Si votre toiture ressemble au premier scénario et que la structure ne peut pas être relevée pour des raisons de budget ou de contraintes du bâtiment, un bon panneau monofacial avec un excellent coefficient de température vous rendra probablement un meilleur service qu'un bifacial mal exploité.

FAQ

Un panneau bifacial produit-il toujours plus qu'un panneau classique ?

Pas systématiquement, et certainement pas dans les proportions souvent annoncées. Le gain dépend presque entièrement de ce qu'il y a sous le panneau et de la hauteur de la structure. Même avec la structure inclinée à 30 degrés utilisée en standard en Tunisie, une terrasse sombre et une garde au sol minimale donnent un gain proche de zéro.

Pourquoi le bifacial produit-il plus par temps nuageux ?

Parce que la lumière diffuse, dispersée par les nuages, arrive de toutes les directions plutôt que d'un point précis. La face arrière capte une partie de cette lumière diffuse en plus de la face avant, ce qui réduit l'écart avec une journée ensoleillée comparé à un panneau classique.

Le bifacial chauffe-t-il plus qu'un panneau classique ?

Cela dépend de la quantité de lumière reçue par la face arrière. À irradiance arrière modérée, ce qui correspond à la plupart des toitures résidentielles, l'effet thermique reste limité. Au-delà d'environ 15% d'irradiance arrière, le panneau peut effectivement chauffer un peu plus, mais le gain de production lié à l'albédo compense généralement cette perte.

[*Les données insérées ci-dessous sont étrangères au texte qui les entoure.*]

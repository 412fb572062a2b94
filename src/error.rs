//! Error kinds surfaced by every engine in this crate.
//!
//! Mirrors the error taxonomy used throughout the original filter tree
//! (`ABORT_ERR`, insufficient-point checks before hull/NN calls, the
//! "no core/bulk ions" messages in the cluster filter, and so on), but
//! as a single typed enum rather than small integer codes plus a
//! separate message table.

use thiserror::Error;

/// Every fallible entry point in this crate returns `Result<T, CoreError>`.
#[derive(Debug, Error)]
pub enum CoreError {
    /// The cancellation callback returned `false` at a progress tick.
    #[error("operation aborted by caller")]
    Aborted,

    /// Not enough points for the requested operation (hull with `< DIM+1`
    /// points, NN search with `k >= N`, and so on).
    #[error("insufficient points for this operation: have {have}, need at least {need}")]
    InsufficientPoints { have: usize, need: usize },

    /// A required upstream stream or configuration flag is missing (bulk
    /// linking enabled with no bulk-capable species, clustering without
    /// range data, and so on).
    #[error("missing prerequisite: {0}")]
    MissingPrerequisite(String),

    /// Degenerate geometric input (coplanar point set for a hull, a
    /// bounding box collapsed to zero thickness on some axis).
    #[error("degenerate input: {0}")]
    DegenerateInput(String),

    /// A numerical routine (hull construction, SVD) failed to converge or
    /// produced a result that fails a sanity check.
    #[error("numeric failure: {0}")]
    NumericFailure(String),

    /// A requested allocation would overflow `usize` or otherwise exceeds
    /// what this process can address. Checked explicitly before large
    /// allocations (voxel grids, KD-tree arrays) rather than relying on
    /// the allocator to abort.
    #[error("out of memory: {0}")]
    OutOfMemory(String),

    /// Loader-side failure. This crate does not implement point-file or
    /// range-file loaders (see spec Non-goals); this variant exists so
    /// that host applications wiring an external loader into this crate's
    /// `RangeTable::from_intervals` etc. can propagate I/O failures
    /// through the same error type.
    #[error("I/O error: {0}")]
    Io(String),
}

pub type CoreResult<T> = Result<T, CoreError>;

Faut-il un sol blanc pour que le bifacial fonctionne ?

Pas obligatoirement un sol blanc, mais un sol clair et réfléchissant aide nettement. Du gravier clair ou du béton non traité donnent déjà un gain mesurable. Un sol sombre ou un bitume noir limite fortement le potentiel de la face arrière.

Quelle hauteur de structure est nécessaire pour profiter du bifacial en Tunisie ?

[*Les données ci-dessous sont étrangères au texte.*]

// Written in 2014 by Andrew Poelstra <apoelstra@wpsoftware.net>
// SPDX-License-Identifier: CC0-1.0

//! Opcodes.
//!
//! This module names the 256 one-byte values a Bitcoin script opcode can
//! take and classifies them. It mirrors `bitcoincash::blockdata::opcodes`
//! (the newtype `Opcode(u8)`, the `all` module of named constants) but is
//! scoped to the predicates `Operation` actually needs — there is no
//! `Class`/`Instruction` aggregate here, since iterating a full script is
//! out of scope (see `SPEC_FULL.md`).

use core::fmt;

/// An 8-bit tag identifying one of the 256 script primitives.
///
/// `Opcode` is a plain newtype over `u8`: every byte value is a valid
/// `Opcode` (there is no "parse error" at this layer — classification,
/// not validation, is this type's job).
#[derive(Copy, Clone, PartialEq, Eq, PartialOrd, Ord, Hash)]
#[cfg_attr(feature = "serde", derive(actual_serde::Serialize, actual_serde::Deserialize))]
#[cfg_attr(feature = "serde", serde(crate = "actual_serde", transparent))]
pub struct Opcode(u8);

impl Opcode {
    /// Builds an `Opcode` from its wire byte.
    #[inline]
    pub const fn from_u8(byte: u8) -> Opcode { Opcode(byte) }

    /// Returns the wire byte for this opcode.
    #[inline]
    pub const fn to_u8(self) -> u8 { self.0 }
}

impl From<u8> for Opcode {
    #[inline]
    fn from(byte: u8) -> Opcode { Opcode::from_u8(byte) }
}

impl From<Opcode> for u8 {
    #[inline]
    fn from(op: Opcode) -> u8 { op.to_u8() }
}

impl fmt::Debug for Opcode {
    fn fmt(&self, f: &mut fmt::Formatter<'_>) -> fmt::Result {
        match name_of(*self) {
            Some(name) => write!(f, "OP_{}", name.to_ascii_uppercase()),
            None => write!(f, "OP_UNKNOWN(0x{:02x})", self.0),
        }
    }
}

/// Lower bound (inclusive) of `push_size_k` opcodes: `k` is the opcode's
/// own value and is also the number of payload bytes that follow.
pub const PUSH_SIZE_MIN: u8 = 0x00;
/// Upper bound (inclusive) of `push_size_k` opcodes.
pub const PUSH_SIZE_MAX: u8 = 0x4b;

macro_rules! define_opcodes {
    ($($(#[$attr:meta])* $name:ident, $value:expr, $mnemonic:expr;)*) => {
        /// Named opcode constants, one per row of the canonical Satoshi
        /// table (plus Bitcoin Cash's additions/re-activations).
        pub mod all {
            use super::Opcode;
            $(
                $(#[$attr])*
                pub const $name: Opcode = Opcode($value);
            )*
        }

        fn name_of(op: Opcode) -> Option<&'static str> {
            match op.0 {
                $($value => Some($mnemonic),)*
                _ => None,
            }
        }

        fn lookup_name(token: &str) -> Option<Opcode> {
            match token {
                $($mnemonic => Some(Opcode($value)),)*
                _ => None,
            }
        }
    };
}

// One row per named opcode. `push_size_1..=push_size_75` deliberately have
// no row here: they never have individual mnemonics, they always render as
// `[<hex>]` (see `blockdata::script::Operation::to_mnemonic`).
define_opcodes! {
    /// Pushes an empty array / the number zero (same wire value).
    OP_0, 0x00, "0";
    /// Reads the next byte as `N`; pushes the following `N` bytes.
    OP_PUSHDATA1, 0x4c, "pushdata1";
    /// Reads the next two bytes as `N`; pushes the following `N` bytes.
    OP_PUSHDATA2, 0x4d, "pushdata2";
    /// Reads the next four bytes as `N`; pushes the following `N` bytes.
    OP_PUSHDATA4, 0x4e, "pushdata4";
    /// Pushes the number -1.
    OP_1NEGATE, 0x4f, "-1";
    /// Historically reserved; fails the script if executed.
    OP_RESERVED, 0x50, "reserved";
    OP_1, 0x51, "1";
    OP_2, 0x52, "2";
    OP_3, 0x53, "3";
    OP_4, 0x54, "4";
    OP_5, 0x55, "5";
    OP_6, 0x56, "6";
    OP_7, 0x57, "7";
    OP_8, 0x58, "8";
    OP_9, 0x59, "9";
    OP_10, 0x5a, "10";
    OP_11, 0x5b, "11";
    OP_12, 0x5c, "12";
    OP_13, 0x5d, "13";
    OP_14, 0x5e, "14";
    OP_15, 0x5f, "15";
    OP_16, 0x60, "16";

    OP_NOP, 0x61, "nop";
    OP_VER, 0x62, "ver";
    OP_IF, 0x63, "if";
    OP_NOTIF, 0x64, "notif";
    OP_VERIF, 0x65, "verif";
    OP_VERNOTIF, 0x66, "vernotif";
    OP_ELSE, 0x67, "else";
    OP_ENDIF, 0x68, "endif";
    OP_VERIFY, 0x69, "verify";
    OP_RETURN, 0x6a, "return";

    OP_TOALTSTACK, 0x6b, "toaltstack";
    OP_FROMALTSTACK, 0x6c, "fromaltstack";
    OP_2DROP, 0x6d, "2drop";
    OP_2DUP, 0x6e, "2dup";
    OP_3DUP, 0x6f, "3dup";
    OP_2OVER, 0x70, "2over";
    OP_2ROT, 0x71, "2rot";
    OP_2SWAP, 0x72, "2swap";
    OP_IFDUP, 0x73, "ifdup";
    OP_DEPTH, 0x74, "depth";
    OP_DROP, 0x75, "drop";
    OP_DUP, 0x76, "dup";
    OP_NIP, 0x77, "nip";
    OP_OVER, 0x78, "over";
    OP_PICK, 0x79, "pick";
    OP_ROLL, 0x7a, "roll";
    OP_ROT, 0x7b, "rot";
    OP_SWAP, 0x7c, "swap";
    OP_TUCK, 0x7d, "tuck";

    /// Re-activated for Bitcoin Cash (2018 "monolith" upgrade).
    OP_CAT, 0x7e, "cat";
    /// Replaces legacy `OP_SUBSTR`, re-activated for Bitcoin Cash.
    OP_SPLIT, 0x7f, "split";
    /// Re-activated for Bitcoin Cash.
    OP_NUM2BIN, 0x80, "num2bin";
    /// Re-activated for Bitcoin Cash.
    OP_BIN2NUM, 0x81, "bin2num";
    OP_SIZE, 0x82, "size";

    /// Remains disabled even on Bitcoin Cash.
    OP_INVERT, 0x83, "invert";
    /// Re-activated for Bitcoin Cash.
    OP_AND, 0x84, "and";
    /// Re-activated for Bitcoin Cash.
    OP_OR, 0x85, "or";
    /// Re-activated for Bitcoin Cash.
    OP_XOR, 0x86, "xor";
    OP_EQUAL, 0x87, "equal";
    OP_EQUALVERIFY, 0x88, "equalverify";
    OP_RESERVED1, 0x89, "reserved1";
    OP_RESERVED2, 0x8a, "reserved2";

    OP_1ADD, 0x8b, "1add";
    OP_1SUB, 0x8c, "1sub";
    /// Remains disabled.
    OP_2MUL, 0x8d, "2mul";
    /// Remains disabled.
    OP_2DIV, 0x8e, "2div";
    OP_NEGATE, 0x8f, "negate";
    OP_ABS, 0x90, "abs";
    OP_NOT, 0x91, "not";
    OP_0NOTEQUAL, 0x92, "0notequal";

    OP_ADD, 0x93, "add";
    OP_SUB, 0x94, "sub";
    /// Remains disabled.
    OP_MUL, 0x95, "mul";
    /// Re-activated for Bitcoin Cash.
    OP_DIV, 0x96, "div";
    /// Re-activated for Bitcoin Cash.
    OP_MOD, 0x97, "mod";
    /// Remains disabled.
    OP_LSHIFT, 0x98, "lshift";
    /// Remains disabled.
    OP_RSHIFT, 0x99, "rshift";

    OP_BOOLAND, 0x9a, "booland";
    OP_BOOLOR, 0x9b, "boolor";
    OP_NUMEQUAL, 0x9c, "numequal";
    OP_NUMEQUALVERIFY, 0x9d, "numequalverify";
    OP_NUMNOTEQUAL, 0x9e, "numnotequal";
    OP_LESSTHAN, 0x9f, "lessthan";
    OP_GREATERTHAN, 0xa0, "greaterthan";
    OP_LESSTHANOREQUAL, 0xa1, "lessthanorequal";
    OP_GREATERTHANOREQUAL, 0xa2, "greaterthanorequal";
    OP_MIN, 0xa3, "min";
    OP_MAX, 0xa4, "max";

    OP_WITHIN, 0xa5, "within";

    OP_RIPEMD160, 0xa6, "ripemd160";
    OP_SHA1, 0xa7, "sha1";
    OP_SHA256, 0xa8, "sha256";
    OP_HASH160, 0xa9, "hash160";
    OP_HASH256, 0xaa, "hash256";
    OP_CODESEPARATOR, 0xab, "codeseparator";
    OP_CHECKSIG, 0xac, "checksig";
    OP_CHECKSIGVERIFY, 0xad, "checksigverify";
    OP_CHECKMULTISIG, 0xae, "checkmultisig";
    OP_CHECKMULTISIGVERIFY, 0xaf, "checkmultisigverify";

    OP_NOP1, 0xb0, "nop1";
    /// Renamed to `checklocktimeverify` once `ACTIVE_FORK_CLTV` is set
    /// in the `active_forks` bitmask passed to `to_mnemonic` (BIP65).
    OP_NOP2, 0xb1, "nop2";
    /// Renamed to `checksequenceverify` once `ACTIVE_FORK_CSV` is set
    /// (BIP112).
    OP_NOP3, 0xb2, "nop3";
    OP_NOP4, 0xb3, "nop4";
    OP_NOP5, 0xb4, "nop5";
    OP_NOP6, 0xb5, "nop6";
    OP_NOP7, 0xb6, "nop7";
    OP_NOP8, 0xb7, "nop8";
    OP_NOP9, 0xb8, "nop9";
    OP_NOP10, 0xb9, "nop10";

    /// Added for Bitcoin Cash (2019 upgrade).
    OP_CHECKDATASIG, 0xba, "checkdatasig";
    /// Added for Bitcoin Cash (2019 upgrade).
    OP_CHECKDATASIGVERIFY, 0xbb, "checkdatasigverify";

    /// Sentinel used as the default/invalid operation's opcode (`0xff`
    /// is not assigned to any script primitive).
    OP_INVALIDOPCODE, 0xff, "invalidopcode";
}

/// The CashTokens (CHIP-2022-02) wrapper-prefix byte, reserved at the
/// transaction-output level. This is *not* an executable script opcode —
/// it is named here only because `blockdata::token` needs the constant
/// and this module is the single source of truth for byte `0xef` — and is
/// deliberately excluded from every classifier predicate below.
pub const OP_SPECIAL_TOKEN_PREFIX: Opcode = Opcode(0xef);

/// Synonym for `all::OP_1NEGATE`, used as the spec's `push_negative_1` name.
const PUSH_NEGATIVE_1: u8 = 0x4f;
/// Synonym for `all::OP_1`.
const PUSH_POSITIVE_1: u8 = 0x51;
/// Synonym for `all::OP_16`.
const PUSH_POSITIVE_16: u8 = 0x60;

/// Opcodes treated as historically or permanently disabled: executing one
/// fails the script immediately. Bitcoin Cash re-activated several
/// historically-disabled opcodes (`cat`, `split`, `num2bin`, `bin2num`,
/// `and`, `or`, `xor`, `div`, `mod`); those are deliberately absent here.
fn is_disabled(op: Opcode) -> bool {
    use self::all::*;
    matches!(
        op,
        OP_RESERVED
            | OP_RESERVED1
            | OP_RESERVED2
            | OP_VER
            | OP_VERIF
            | OP_VERNOTIF
            | OP_2MUL
            | OP_2DIV
            | OP_MUL
            | OP_INVERT
            | OP_LSHIFT
            | OP_RSHIFT
    ) || op.0 > OP_CHECKDATASIGVERIFY.0
}

/// True iff `op` places bytes on the stack: a direct-length push, a
/// length-prefixed push, or a numeric push.
pub fn is_push(op: Opcode) -> bool {
    op.0 <= PUSH_SIZE_MAX
        || matches!(op.0, 0x4c..=0x4e)
        || is_numeric(op)
}

/// True iff `op` is a non-push opcode that counts against a script's
/// opcode budget.
pub fn is_counted(op: Opcode) -> bool { !is_push(op) && op.0 > PUSH_POSITIVE_16 }

/// True iff `op` is one of the small-integer push opcodes
/// (`push_negative_1`, `push_0`, `push_positive_1..16`).
pub fn is_numeric(op: Opcode) -> bool {
    op.0 == 0x00 || op.0 == PUSH_NEGATIVE_1 || matches!(op.0, PUSH_POSITIVE_1..=PUSH_POSITIVE_16)
}

/// True iff `op` pushes one of the constants 1..16.
pub fn is_positive(op: Opcode) -> bool { matches!(op.0, PUSH_POSITIVE_1..=PUSH_POSITIVE_16) }

/// True iff `op` is historically or permanently disabled.
pub fn is_opcode_disabled(op: Opcode) -> bool { is_disabled(op) }

/// True iff `op` is one of the six control-flow conditional opcodes.
pub fn is_conditional(op: Opcode) -> bool {
    use self::all::*;
    matches!(op, OP_IF | OP_NOTIF | OP_ELSE | OP_ENDIF | OP_VERIF | OP_VERNOTIF)
}

/// Maps `1..=16` to the corresponding `push_positive_N` opcode; any other
/// input is out of range.
pub fn opcode_from_positive(value: u8) -> Option<Opcode> {
    if (1..=16).contains(&value) {
        Some(Opcode(PUSH_POSITIVE_1 + (value - 1)))
    } else {
        None
    }
}

/// Inverse of [`opcode_from_positive`].
pub fn opcode_to_positive(op: Opcode) -> Option<u8> {
    if is_positive(op) {
        Some(op.0 - PUSH_POSITIVE_1 + 1)
    } else {
        None
    }
}

/// Chooses the unique minimal push-by-length opcode for a payload of
/// length `n`, or `None` if no push opcode can express a length that
/// large (`n > 2^32 - 1`).
pub fn opcode_from_size(n: usize) -> Option<Opcode> {
    use self::all::*;
    if n <= PUSH_SIZE_MAX as usize {
        Some(Opcode(n as u8))
    } else if n <= 0xff {
        Some(OP_PUSHDATA1)
    } else if n <= 0xffff {
        Some(OP_PUSHDATA2)
    } else if n <= 0xffff_ffff {
        Some(OP_PUSHDATA4)
    } else {
        None
    }
}

/// Chooses the minimal opcode for a literal payload: a numeric push for
/// the handful of values that have one (empty, `0x81` for -1, `1..=16`
/// for the small positive integers), otherwise the shortest push-by-length
/// opcode that fits. This is the canonicalisation `Operation::from_data`
/// applies when asked for a minimal encoding; it always succeeds, falling
/// back to `OP_PUSHDATA4` for a payload too large for any push opcode to
/// address (not reachable with an in-memory `Vec` on any real target).
pub fn opcode_from_data(data: &[u8]) -> Opcode {
    use self::all::*;
    match data {
        [] => OP_0,
        [0x81] => Opcode(PUSH_NEGATIVE_1),
        [b] if (1..=16).contains(b) => opcode_from_positive(*b).expect("1..=16 in range"),
        _ => opcode_from_size(data.len()).unwrap_or(OP_PUSHDATA4),
    }
}

/// Renders `op`'s fixed mnemonic (not applicable to push-by-length
/// opcodes carrying a nonzero-length payload, which render from their
/// data instead — see `blockdata::script`), applying the two historical
/// rename forks this crate models.
pub fn mnemonic(op: Opcode, active_forks: u32) -> Option<&'static str> {
    use self::all::*;
    if op == OP_NOP2 && active_forks & super::script::ACTIVE_FORK_CLTV != 0 {
        return Some("checklocktimeverify");
    }
    if op == OP_NOP3 && active_forks & super::script::ACTIVE_FORK_CSV != 0 {
        return Some("checksequenceverify");
    }
    name_of(op)
}

/// Parses a fixed mnemonic token (inverse of [`mnemonic`]); bracketed hex
/// push tokens are handled by the caller, not here.
pub fn opcode_from_mnemonic(token: &str) -> Option<Opcode> {
    match token {
        "checklocktimeverify" => Some(all::OP_NOP2),
        "checksequenceverify" => Some(all::OP_NOP3),
        _ => lookup_name(token),
    }
}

Avec la structure inclinée à 30 degrés standard sur toiture-terrasse, c'est surtout la garde au point le plus bas qui compte. En dessous de 15 à 20 cm, le gain reste marginal. Au-delà de 20 à 50 cm, le gain devient significatif si la terrasse est claire. Relever la structure de quelques centimètres au moment de la conception est souvent le levier le plus simple pour exploiter réellement le potentiel du panneau.

Le bifacial vaut-il le coup sur une toiture résidentielle classique en Tunisie ?

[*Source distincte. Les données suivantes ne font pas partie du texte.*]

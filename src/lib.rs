// Written in 2014 by Andrew Poelstra <apoelstra@wpsoftware.net>
// SPDX-License-Identifier: CC0-1.0

//! Bitcoin Cash script operation codec.
//!
//! This crate is the slice of [`bitcoincash`](https://gitlab.com/rust-bitcoincash/rust-bitcoincash/)'s
//! `blockdata::opcodes`/`blockdata::script` that classifies the 256 script
//! opcodes and reads/writes a single script operation — an opcode plus,
//! for push opcodes, the bytes it pushes. It does not implement `Script`
//! itself (a byte string plus an `Instructions` iterator over it), a
//! script interpreter, signature hashing, or anything transaction- or
//! network-message-shaped; see `SPEC_FULL.md` in the repository root for
//! the full boundary.
//!
//! ```rust
//! use bitcoincash_script_op::blockdata::opcodes;
//! use bitcoincash_script_op::blockdata::script::{Minimal, Operation};
//! use bitcoincash_script_op::consensus::encode::{deserialize, serialize};
//!
//! // A direct-length push round-trips byte for byte.
//! let push = Operation::from_data(vec![0xde, 0xad], Minimal::Yes).unwrap();
//! let wire = serialize(&push);
//! assert_eq!(wire, vec![0x02, 0xde, 0xad]);
//! assert_eq!(deserialize::<Operation>(&wire).unwrap(), push);
//!
//! // A small integer push folds into its one-byte numeric opcode.
//! let five = Operation::from_data(vec![5], Minimal::Yes).unwrap();
//! assert_eq!(five, Operation::Op(opcodes::all::OP_5));
//! assert_eq!(five.to_mnemonic(0), "5");
//! ```

#![cfg_attr(docsrs, feature(doc_cfg))]
// Experimental features we need.
#![cfg_attr(docsrs, feature(doc_auto_cfg))]
// Coding conventions.
#![forbid(unsafe_code)]
#![deny(non_upper_case_globals)]
#![deny(non_camel_case_types)]
#![deny(non_snake_case)]
#![deny(unused_mut)]
#![warn(missing_docs)]

#[cfg(not(feature = "std"))]
compile_error!("`std` is currently required; see DESIGN.md for why this crate does not offer a `no-std` feature");

pub mod blockdata;
pub mod consensus;
pub mod io;

pub use crate::blockdata::opcodes::Opcode;
pub use crate::blockdata::script::{Minimal, Operation};
pub use crate::consensus::encode::{deserialize, deserialize_partial, serialize, Decodable, Encodable};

Cela dépend entièrement de la configuration. Avec une toiture inclinée sombre et une pose standard, le gain reste souvent trop faible pour justifier le surcoût. Avec une toiture-terrasse claire et une pose surélevée, le bifacial peut apporter un gain réel et mesurable.

Le bifacial est-il plus fragile qu'un panneau classique ?

Non, la structure verre-verre des panneaux bifaciaux est généralement plus résistante mécaniquement qu'une structure verre-plastique. C'est plutôt un avantage en termes de durabilité, indépendamment du gain de production.


Le bifacial n'est ni une arnaque marketing, ni la révolution qu'on vous présente. C'est une technologie qui exploite un vrai phénomène physique, l'albédo, mais dont l'efficacité dépend presque entièrement de paramètres que la plupart des devis n'évoquent jamais : la couleur de votre terrasse, la hauteur de la structure inclinée, et la propreté du câblage à l'arrière.

Avant d'accepter une ligne "bifacial" sur un devis, posez la question de la configuration prévue pour votre toiture spécifique. C'est cette réponse, plus que la fiche technique du panneau, qui déterminera si vous payez pour un vrai gain ou pour un argument commercial.